ENTRIES PROVIDED
//! EXI options (EXI 1.0 §5.4, Table 5-1).
//!
//! [`ExiOptions`] steuert Encoding und Decoding eines Streams; die Werte
//! landen optional im Header (siehe [`options_codec`](crate::options_codec)).
//! [`EncoderConfig`] ergänzt die Schalter, die nur den Header betreffen.
//!
//! # Beispiel
//!
//! ```
//! use exigram::options::{Alignment, ExiOptions, Preserve};
//!
//! let opts = ExiOptions::default()
//!     .with_alignment(Alignment::ByteAlignment)
//!     .with_preserve(Preserve { comments: true, ..Preserve::default() })
//!     .with_value_max_length(1024);
//!
//! assert_eq!(opts.alignment(), Alignment::ByteAlignment);
//! assert!(opts.preserve().comments);
//! assert_eq!(opts.value_max_length(), Some(1024));
//! assert!(opts.validate().is_ok());
//! ```

use crate::{Error, Result};

/// Alignment of event codes and content items (EXI 1.0 §5.4).
#[derive(Debug, Clone, Copy, PartialEq, Eq, Default)]
pub enum Alignment {
    /// Event codes and values are packed without padding (default).
    #[default]
    BitPacked,
    /// Event codes and n-bit values occupy whole bytes.
    ByteAlignment,
    /// Channel layout of compression without DEFLATE. Read from headers,
    /// rejected by the body codec.
    PreCompression,
}

/// Schema identification for the EXI body (EXI 1.0 §5.4).
#[derive(Debug, Clone, PartialEq, Eq)]
pub enum SchemaId {
    /// `xsi:nil="true"`: the stream is schema-less.
    None,
    /// Empty string: only the built-in XML Schema types.
    BuiltinOnly,
    /// A user-defined schema identifier.
    Id(String),
}

/// Fidelity options (EXI 1.0 §6.3).
#[derive(Debug, Clone, Copy, PartialEq, Eq, Default)]
pub struct Preserve {
    /// CM events.
    pub comments: bool,
    /// PI events.
    pub pis: bool,
    /// DT and ER events.
    pub dtd: bool,
    /// NS events and QName prefixes.
    pub prefixes: bool,
    /// Values keep their lexical form; typed values are encoded as strings.
    pub lexical_values: bool,
}

impl Preserve {
    /// Mindestens ein Preserve-Flag ist gesetzt.
    pub fn any(&self) -> bool {
        self.comments || self.pis || self.dtd || self.prefixes || self.lexical_values
    }
}

/// EXI options (EXI 1.0 §5.4, Table 5-1).
#[derive(Debug, Clone, PartialEq)]
pub struct ExiOptions {
    pub(crate) alignment: Alignment,
    pub(crate) compression: bool,
    pub(crate) strict: bool,
    pub(crate) fragment: bool,
    pub(crate) preserve: Preserve,
    pub(crate) self_contained: bool,
    pub(crate) schema_id: Option<SchemaId>,
    pub(crate) block_size: u32,
    pub(crate) value_max_length: Option<u32>,
    pub(crate) value_partition_capacity: Option<u32>,
}

impl Default for ExiOptions {
    /// Default values of Table 5-1.
    fn default() -> Self {
        Self {
            alignment: Alignment::BitPacked,
            compression: false,
            strict: false,
            fragment: false,
            preserve: Preserve::default(),
            self_contained: false,
            schema_id: None,
            block_size: 1_000_000,
            value_max_length: None,
            value_partition_capacity: None,
        }
    }
}

impl ExiOptions {
    // --- Getter ---

    pub fn alignment(&self) -> Alignment { self.alignment }
    pub fn compression(&self) -> bool { self.compression }
    pub fn strict(&self) -> bool { self.strict }
    pub fn fragment(&self) -> bool { self.fragment }
    pub fn preserve(&self) -> &Preserve { &self.preserve }
    pub fn self_contained(&self) -> bool { self.self_contained }
    pub fn schema_id(&self) -> Option<&SchemaId> { self.schema_id.as_ref() }
    /// Block size for EXI compression (EXI 1.0 §9.1).
    pub fn block_size(&self) -> u32 { self.block_size }
    /// Strings longer than this are not added to the value tables.
    pub fn value_max_length(&self) -> Option<u32> { self.value_max_length }
    /// Total capacity of the global value partition.
    pub fn value_partition_capacity(&self) -> Option<u32> { self.value_partition_capacity }

    // --- Builder-Setter ---

    pub fn with_alignment(mut self, alignment: Alignment) -> Self { self.alignment = alignment; self }
    pub fn with_compression(mut self) -> Self { self.compression = true; self }
    pub fn with_strict(mut self) -> Self { self.strict = true; self }
    pub fn with_fragment(mut self) -> Self { self.fragment = true; self }
    pub fn with_preserve(mut self, preserve: Preserve) -> Self { self.preserve = preserve; self }
    pub fn with_self_contained(mut self) -> Self { self.self_contained = true; self }
    pub fn with_schema_id(mut self, schema_id: SchemaId) -> Self { self.schema_id = Some(schema_id); self }
    pub fn with_block_size(mut self, size: u32) -> Self { self.block_size = size; self }
    pub fn with_value_max_length(mut self, len: u32) -> Self { self.value_max_length = Some(len); self }
    pub fn with_value_partition_capacity(mut self, cap: u32) -> Self { self.value_partition_capacity = Some(cap); self }

    // --- Mutable Setter (Header-Decoding) ---

    pub(crate) fn set_alignment(&mut self, alignment: Alignment) { self.alignment = alignment; }
    pub(crate) fn set_compression(&mut self, val: bool) { self.compression = val; }
    pub(crate) fn set_strict(&mut self, val: bool) { self.strict = val; }
    pub(crate) fn set_fragment(&mut self, val: bool) { self.fragment = val; }
    pub(crate) fn preserve_mut(&mut self) -> &mut Preserve { &mut self.preserve }
    pub(crate) fn set_self_contained(&mut self, val: bool) { self.self_contained = val; }
    pub(crate) fn set_schema_id(&mut self, schema_id: Option<SchemaId>) { self.schema_id = schema_id; }
    pub(crate) fn set_block_size(&mut self, size: u32) { self.block_size = size; }
    pub(crate) fn set_value_max_length(&mut self, len: Option<u32>) { self.value_max_length = len; }
    pub(crate) fn set_value_partition_capacity(&mut self, cap: Option<u32>) { self.value_partition_capacity = cap; }

    /// Checks the constraints of EXI 1.0 §5.4.
    ///
    /// - `alignment` and `compression` exclude each other
    /// - `strict` excludes comments, pis, dtd, prefixes and selfContained
    /// - `selfContained` excludes compression and pre-compression
    pub fn validate(&self) -> Result<()> {
        if self.block_size == 0 {
            return Err(Error::InvalidValue("blockSize must be positive".into()));
        }
        if self.compression && self.alignment != Alignment::BitPacked {
            return Err(Error::InvalidValue("alignment and compression are mutually exclusive".into()));
        }
        let p = &self.preserve;
        if self.strict && (p.comments || p.pis || p.dtd || p.prefixes || self.self_contained) {
            return Err(Error::InvalidValue("strict excludes comments, pis, dtd, prefixes and selfContained".into()));
        }
        if self.self_contained && (self.compression || self.alignment == Alignment::PreCompression) {
            return Err(Error::InvalidValue("selfContained excludes compression and pre-compression".into()));
        }
        Ok(())
    }

    /// Rejects what the body codec does not implement (DEFLATE and the
    /// channel layout of pre-compression).
    pub(crate) fn check_body_supported(&self) -> Result<()> {
        if self.compression {
            return Err(Error::unsupported("EXI compression"));
        }
        if self.alignment == Alignment::PreCompression {
            return Err(Error::unsupported("pre-compression alignment"));
        }
        Ok(())
    }

    /// Event codes and n-bit values use whole bytes (EXI 1.0 §6.2).
    pub fn byte_aligned(&self) -> bool {
        self.compression || self.alignment != Alignment::BitPacked
    }

    /// Built-in element grammars with NS, SC, ER, CM and PI productions.
    pub fn non_default_grammars(&self) -> bool {
        self.preserve.any() || self.self_contained
    }
}

/// Encoder-side settings: the options plus header layout switches.
#[derive(Debug, Clone, PartialEq)]
pub struct EncoderConfig {
    pub options: ExiOptions,
    /// Prepend the `$EXI` cookie (EXI 1.0 §5.1).
    pub include_cookie: bool,
    /// Write the options document into the header (EXI 1.0 §5.4).
    pub include_options: bool,
}

impl Default for EncoderConfig {
    fn default() -> Self {
        Self { options: ExiOptions::default(), include_cookie: false, include_options: false }
    }
}

impl EncoderConfig {
    pub fn new(options: ExiOptions) -> Self {
        Self { options, ..Self::default() }
    }

    pub fn with_cookie(mut self) -> Self {
        self.include_cookie = true;
        self
    }

    pub fn with_options_in_header(mut self) -> Self {
        self.include_options = true;
        self
    }
}

#[cfg(test)]
mod tests {
    use super::*;

    // ==================== Defaults (Table 5-1) ====================

    #[test]
    fn defaults_match_table_5_1() {
        let opts = ExiOptions::default();
        assert_eq!(opts.alignment(), Alignment::BitPacked);
        assert!(!opts.compression());
        assert!(!opts.strict());
        assert!(!opts.fragment());
        assert!(!opts.preserve().any());
        assert!(!opts.self_contained());
        assert!(opts.schema_id().is_none());
        assert_eq!(opts.block_size(), 1_000_000);
        assert!(opts.value_max_length().is_none());
        assert!(opts.value_partition_capacity().is_none());
        assert!(opts.validate().is_ok());
    }

    // ==================== Gültige Kombinationen ====================

    #[test]
    fn strict_with_lexical_values_is_valid() {
        let opts = ExiOptions::default()
            .with_strict()
            .with_preserve(Preserve { lexical_values: true, ..Preserve::default() });
        assert!(opts.validate().is_ok());
    }

    #[test]
    fn self_contained_with_byte_alignment_is_valid() {
        let opts = ExiOptions::default().with_self_contained().with_alignment(Alignment::ByteAlignment);
        assert!(opts.validate().is_ok());
        assert!(opts.byte_aligned());
        assert!(opts.non_default_grammars());
    }

    // ==================== Ungültige Kombinationen ====================

    #[test]
    fn compression_excludes_alignment() {
        let opts = ExiOptions::default().with_compression().with_alignment(Alignment::ByteAlignment);
        assert!(matches!(opts.validate(), Err(Error::InvalidValue(_))));
    }

    #[test]
    fn strict_excludes_fidelity_options() {
        for preserve in [
            Preserve { comments: true, ..Preserve::default() },
            Preserve { pis: true, ..Preserve::default() },
            Preserve { dtd: true, ..Preserve::default() },
            Preserve { prefixes: true, ..Preserve::default() },
        ] {
            let opts = ExiOptions::default().with_strict().with_preserve(preserve);
            assert!(opts.validate().is_err(), "{preserve:?}");
        }
        assert!(ExiOptions::default().with_strict().with_self_contained().validate().is_err());
    }

    #[test]
    fn self_contained_excludes_pre_compression() {
        let opts = ExiOptions::default().with_self_contained().with_alignment(Alignment::PreCompression);
        assert!(opts.validate().is_err());
    }

    #[test]
    fn zero_block_size_is_invalid() {
        assert!(ExiOptions::default().with_block_size(0).validate().is_err());
    }

    // ==================== Body-Unterstützung ====================

    #[test]
    fn compression_is_unsupported_in_body() {
        let opts = ExiOptions::default().with_compression();
        assert!(opts.validate().is_ok());
        assert!(matches!(opts.check_body_supported(), Err(Error::Unsupported(_))));
        let opts = ExiOptions::default().with_alignment(Alignment::PreCompression);
        assert!(matches!(opts.check_body_supported(), Err(Error::Unsupported(_))));
    }

    #[test]
    fn lexical_values_alone_selects_non_default_grammars() {
        let opts = ExiOptions::default().with_preserve(Preserve { lexical_values: true, ..Preserve::default() });
        assert!(opts.non_default_grammars());
        assert!(!opts.byte_aligned());
    }

    #[test]
    fn encoder_config_builders() {
        let cfg = EncoderConfig::new(ExiOptions::default().with_fragment()).with_cookie().with_options_in_header();
        assert!(cfg.include_cookie);
        assert!(cfg.include_options);
        assert!(cfg.options.fragment());
    }
}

AIM OF THE EXERCISE
Print exactly the lines of the listing above starting at the line containing "assert!(!opts.byte_aligned());" and ending at the line containing "assert!(cfg.include_cookie);", both included.

COMPLETED EXERCISE
        assert!(!opts.byte_aligned());
    }

    #[test]
    fn encoder_config_builders() {
        let cfg = EncoderConfig::new(ExiOptions::default().with_fragment()).with_cookie().with_options_in_header();
        assert!(cfg.include_cookie);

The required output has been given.